* [Activity]: Copy, in full, each line of the material that holds the word "NegotiationMessage".

* [Data listing]:
┄┄┄┄┄┄┄┄┄┄┄┄┄┄┄┄┄┄┄┄

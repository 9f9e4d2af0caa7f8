use serde::{Deserialize, Serialize};

pub(crate) const SDP_OFFER: &str = "SDP_OFFER";
pub(crate) const SDP_ANSWER: &str = "SDP_ANSWER";
pub(crate) const ICE_CANDIDATE: &str = "ICE_CANDIDATE";

/// Outer frame as it travels over the relay socket. The payload is the
/// base64 text of an inner JSON object, opaque to the relay.
#[derive(Debug, Serialize, Deserialize)]
#[serde(rename_all = "camelCase")]
pub(crate) struct Envelope {
    #[serde(skip_serializing_if = "Option::is_none")]
    pub action: Option<String>,
    #[serde(skip_serializing_if = "Option::is_none")]
    pub recipient_client_id: Option<String>,
    #[serde(skip_serializing_if = "Option::is_none")]
    pub sender_client_id: Option<String>,
    #[serde(skip_serializing_if = "Option::is_none")]
    pub message_payload: Option<String>,
}

#[derive(Debug, Serialize, Deserialize)]
pub(crate) struct SessionDescriptionPayload {
    #[serde(rename = "type", skip_serializing_if = "Option::is_none")]
    pub kind: Option<String>,
    pub sdp: Option<String>,
}

#[derive(Debug, Serialize, Deserialize)]
pub(crate) struct CandidatePayload {
    pub candidate: Option<String>,
    #[serde(rename = "sdpMid")]
    pub sdp_mid: Option<String>,
    #[serde(rename = "sdpMLineIndex")]
    pub sdp_m_line_index: Option<u16>,
}
use bytes::Bytes;

/// Events the relay socket produces for the session loop.
#[derive(Debug, Clone, PartialEq)]
pub enum TransportEvent {
    Connected,

    /// Connection lost or refused. Also emitted after a local `disconnect()`.
    Disconnected(String),

    Text(String),

    /// The signaling protocol is text only; binary frames are surfaced so
    /// the receiver can log and drop them.
    Binary(Bytes),
}
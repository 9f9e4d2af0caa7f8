mod channel_endpoints;
mod static_resolver;

pub use channel_endpoints::*;
pub use static_resolver::*;

use async_trait::async_trait;
use parley_core::Role;

/// Looks up where a channel's relay lives and which ICE servers to use.
#[async_trait]
pub trait ChannelResolver: Send + Sync {
    async fn resolve_endpoints(
        &self,
        channel_name: &str,
        role: Role,
    ) -> anyhow::Result<ChannelEndpoints>;
}
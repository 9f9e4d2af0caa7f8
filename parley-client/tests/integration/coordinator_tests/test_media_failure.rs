use parley_client::{MediaEngineError, NegotiationError, NegotiationMessage, PeerIdentity, PeerState};

use crate::integration::{create_test_viewer, init_tracing};

#[tokio::test]
async fn test_rejected_answer_surfaces_media_error() {
    init_tracing();

    let t = create_test_viewer("v1", "MASTER");
    let master = PeerIdentity::from("MASTER");
    t.engine.reject_remote_descriptions();

    let result = t
        .coordinator
        .on_remote_message(NegotiationMessage::Answer {
            sdp: "bad-answer".to_owned(),
            recipient_id: Some(PeerIdentity::from("v1")),
        })
        .await;

    assert!(matches!(
        result,
        Err(NegotiationError::Media(MediaEngineError::SetDescription { .. }))
    ));
    assert_ne!(
        t.coordinator.peer_state(&master).await,
        PeerState::Finalized,
        "Failed answer must not finalize the master"
    );
}

#[tokio::test]
async fn test_rejected_offer_sends_no_answer() {
    init_tracing();

    let t = crate::integration::create_test_coordinator(parley_client::Role::Master, "master-1");
    t.engine.reject_remote_descriptions();

    let result = t
        .coordinator
        .on_remote_message(NegotiationMessage::Offer {
            sdp: "bad-offer".to_owned(),
            sender_id: PeerIdentity::from("v1"),
        })
        .await;

    assert!(matches!(result, Err(NegotiationError::Media(_))));
    assert!(t.signaling.messages().await.is_empty());
}
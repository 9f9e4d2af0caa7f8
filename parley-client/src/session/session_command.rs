/// Commands from the [`SessionController`](crate::SessionController) to its running session.
#[derive(Debug)]
pub(crate) enum SessionCommand {
    Stop,
}
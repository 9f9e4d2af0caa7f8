pub mod codec;
pub mod model;

pub use codec::{DecodeError, decode, encode};
pub use model::{
    IceCandidate, IceServerConfig, NegotiationMessage, PeerIdentity, Role, SdpKind,
};
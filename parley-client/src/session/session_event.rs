use crate::media::ConnectionState;
use bytes::Bytes;
use parley_core::PeerIdentity;

/// What the caller of a session gets to see.
#[derive(Debug, Clone, PartialEq)]
pub enum SessionEvent {
    SignalingConnected,

    /// The relay socket closed or could not be opened. The session stops.
    SignalingDisconnected { reason: String },

    ConnectionStateChanged(ConnectionState),

    DataReceived(Bytes),

    /// The remote identity never got finalized. The session stops.
    NegotiationTimedOut(PeerIdentity),

    /// The media engine rejected negotiation data. The session stops.
    Failed(String),

    /// Last event of every session.
    Stopped,
}
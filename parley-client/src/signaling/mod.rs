mod signaling_output;

pub use signaling_output::*;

┄┄┄┄┄┄┄┄┄┄┄┄┄┄┄┄┄┄┄┄

* [Reply]:
use parley_client::{MediaEngineError, NegotiationError, NegotiationMessage, PeerIdentity, PeerState};
        .on_remote_message(NegotiationMessage::Answer {
        .on_remote_message(NegotiationMessage::Offer {
    IceCandidate, IceServerConfig, NegotiationMessage, PeerIdentity, Role, SdpKind,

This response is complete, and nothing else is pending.